**Task statement**
The records below are to be transcribed word for word.

**Dataset extract**
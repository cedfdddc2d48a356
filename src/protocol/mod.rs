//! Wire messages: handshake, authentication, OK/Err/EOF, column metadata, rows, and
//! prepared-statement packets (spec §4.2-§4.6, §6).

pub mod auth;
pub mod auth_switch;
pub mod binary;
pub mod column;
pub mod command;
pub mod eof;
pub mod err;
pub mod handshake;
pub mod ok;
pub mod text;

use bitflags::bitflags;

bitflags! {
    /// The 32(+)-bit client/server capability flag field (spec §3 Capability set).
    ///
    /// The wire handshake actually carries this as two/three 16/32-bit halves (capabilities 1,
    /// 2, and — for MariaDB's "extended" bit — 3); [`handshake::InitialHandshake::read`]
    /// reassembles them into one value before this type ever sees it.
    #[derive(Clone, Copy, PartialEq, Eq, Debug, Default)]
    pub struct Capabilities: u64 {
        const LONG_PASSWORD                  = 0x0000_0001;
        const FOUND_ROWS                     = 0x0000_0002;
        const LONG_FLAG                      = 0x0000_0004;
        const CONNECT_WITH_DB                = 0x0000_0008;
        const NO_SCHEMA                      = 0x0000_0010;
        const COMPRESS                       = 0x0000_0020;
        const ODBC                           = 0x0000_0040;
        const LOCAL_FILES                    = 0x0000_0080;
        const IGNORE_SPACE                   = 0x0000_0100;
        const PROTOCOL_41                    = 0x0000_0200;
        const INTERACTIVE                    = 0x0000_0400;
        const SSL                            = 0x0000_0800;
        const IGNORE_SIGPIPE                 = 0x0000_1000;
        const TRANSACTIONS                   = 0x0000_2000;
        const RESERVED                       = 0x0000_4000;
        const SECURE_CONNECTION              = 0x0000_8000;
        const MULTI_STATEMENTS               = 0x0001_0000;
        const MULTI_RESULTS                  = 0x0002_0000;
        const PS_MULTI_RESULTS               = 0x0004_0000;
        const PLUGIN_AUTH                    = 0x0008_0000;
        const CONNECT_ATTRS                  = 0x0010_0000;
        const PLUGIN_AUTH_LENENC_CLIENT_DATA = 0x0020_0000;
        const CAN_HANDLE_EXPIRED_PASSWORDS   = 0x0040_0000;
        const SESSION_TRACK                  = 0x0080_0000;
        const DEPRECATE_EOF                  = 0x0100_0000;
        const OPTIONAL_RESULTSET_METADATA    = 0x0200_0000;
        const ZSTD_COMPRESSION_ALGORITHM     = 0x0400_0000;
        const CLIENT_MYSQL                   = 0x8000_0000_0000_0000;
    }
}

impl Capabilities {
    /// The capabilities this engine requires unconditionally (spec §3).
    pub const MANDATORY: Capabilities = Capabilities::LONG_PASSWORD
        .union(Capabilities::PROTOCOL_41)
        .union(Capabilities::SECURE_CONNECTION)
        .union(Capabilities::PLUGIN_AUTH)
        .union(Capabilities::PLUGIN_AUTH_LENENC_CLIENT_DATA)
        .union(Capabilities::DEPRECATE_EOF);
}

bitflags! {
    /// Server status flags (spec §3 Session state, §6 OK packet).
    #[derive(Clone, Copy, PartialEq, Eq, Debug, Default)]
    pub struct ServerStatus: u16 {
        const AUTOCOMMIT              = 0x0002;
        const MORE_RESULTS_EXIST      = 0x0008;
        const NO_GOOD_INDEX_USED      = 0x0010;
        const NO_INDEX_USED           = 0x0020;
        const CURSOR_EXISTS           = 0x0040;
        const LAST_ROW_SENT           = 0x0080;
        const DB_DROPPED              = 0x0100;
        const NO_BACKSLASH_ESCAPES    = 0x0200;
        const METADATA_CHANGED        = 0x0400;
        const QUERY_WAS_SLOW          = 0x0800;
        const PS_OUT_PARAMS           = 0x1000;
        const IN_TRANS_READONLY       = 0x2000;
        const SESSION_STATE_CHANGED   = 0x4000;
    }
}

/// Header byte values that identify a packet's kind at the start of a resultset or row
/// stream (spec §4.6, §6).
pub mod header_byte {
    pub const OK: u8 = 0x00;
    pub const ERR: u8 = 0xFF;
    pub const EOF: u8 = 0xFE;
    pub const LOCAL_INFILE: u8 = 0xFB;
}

**Task result**
repository cedfdddc2d48a356
filename src/protocol/mod.rs
//! Wire messages: handshake, authentication, OK/Err/EOF, column metadata, rows, and
//! prepared-statement packets (spec §4.2-§4.6, §6).

pub mod auth;
pub mod auth_switch;
pub mod binary;
pub mod column;
pub mod command;
pub mod eof;
pub mod err;
pub mod handshake;
pub mod ok;
pub mod text;

use bitflags::bitflags;

bitflags! {
    /// The 32(+)-bit client/server capability flag field (spec §3 Capability set).
    ///
    /// The wire handshake actually carries this as two/three 16/32-bit halves (capabilities 1,
    /// 2, and — for MariaDB's "extended" bit — 3); [`handshake::InitialHandshake::read`]
    /// reassembles them into one value before this type ever sees it.
    #[derive(Clone, Copy, PartialEq, Eq, Debug, Default)]
    pub struct Capabilities: u64 {
        const LONG_PASSWORD                  = 0x0000_0001;
        const FOUND_ROWS                     = 0x0000_0002;
        const LONG_FLAG                      = 0x0000_0004;
        const CONNECT_WITH_DB                = 0x0000_0008;
        const NO_SCHEMA                      = 0x0000_0010;
        const COMPRESS                       = 0x0000_0020;
        const ODBC                           = 0x0000_0040;
        const LOCAL_FILES                    = 0x0000_0080;
        const IGNORE_SPACE                   = 0x0000_0100;
        const PROTOCOL_41                    = 0x0000_0200;
        const INTERACTIVE                    = 0x0000_0400;
        const SSL                            = 0x0000_0800;
        const IGNORE_SIGPIPE                 = 0x0000_1000;
        const TRANSACTIONS                   = 0x0000_2000;
        const RESERVED                       = 0x0000_4000;
        const SECURE_CONNECTION              = 0x0000_8000;
        const MULTI_STATEMENTS               = 0x0001_0000;
        const MULTI_RESULTS                  = 0x0002_0000;
        const PS_MULTI_RESULTS               = 0x0004_0000;
        const PLUGIN_AUTH                    = 0x0008_0000;
        const CONNECT_ATTRS                  = 0x0010_0000;
        const PLUGIN_AUTH_LENENC_CLIENT_DATA = 0x0020_0000;
        const CAN_HANDLE_EXPIRED_PASSWORDS   = 0x0040_0000;
        const SESSION_TRACK                  = 0x0080_0000;
        const DEPRECATE_EOF                  = 0x0100_0000;
        const OPTIONAL_RESULTSET_METADATA    = 0x0200_0000;
        const ZSTD_COMPRESSION_ALGORITHM     = 0x0400_0000;
        const CLIENT_MYSQL                   = 0x8000_0000_0000_0000;
    }
}

impl Capabilities {
    /// The capabilities this engine requires unconditionally (spec §3).
    pub const MANDATORY: Capabilities = Capabilities::LONG_PASSWORD
        .union(Capabilities::PROTOCOL_41)
        .union(Capabilities::SECURE_CONNECTION)
        .union(Capabilities::PLUGIN_AUTH)
        .union(Capabilities::PLUGIN_AUTH_LENENC_CLIENT_DATA)
        .union(Capabilities::DEPRECATE_EOF);
}

bitflags! {
    /// Server status flags (spec §3 Session state, §6 OK packet).
    #[derive(Clone, Copy, PartialEq, Eq, Debug, Default)]
    pub struct ServerStatus: u16 {
        const AUTOCOMMIT              = 0x0002;
        const MORE_RESULTS_EXIST      = 0x0008;
        const NO_GOOD_INDEX_USED      = 0x0010;
        const NO_INDEX_USED           = 0x0020;
        const CURSOR_EXISTS           = 0x0040;
        const LAST_ROW_SENT           = 0x0080;
        const DB_DROPPED              = 0x0100;
        const NO_BACKSLASH_ESCAPES    = 0x0200;
        const METADATA_CHANGED        = 0x0400;
        const QUERY_WAS_SLOW          = 0x0800;
        const PS_OUT_PARAMS           = 0x1000;
        const IN_TRANS_READONLY       = 0x2000;
        const SESSION_STATE_CHANGED   = 0x4000;
    }
}

/// Header byte values that identify a packet's kind at the start of a resultset or row
/// stream (spec §4.6, §6).
pub mod header_byte {
    pub const OK: u8 = 0x00;
    pub const ERR: u8 = 0xFF;
    pub const EOF: u8 = 0xFE;
    pub const LOCAL_INFILE: u8 = 0xFB;
}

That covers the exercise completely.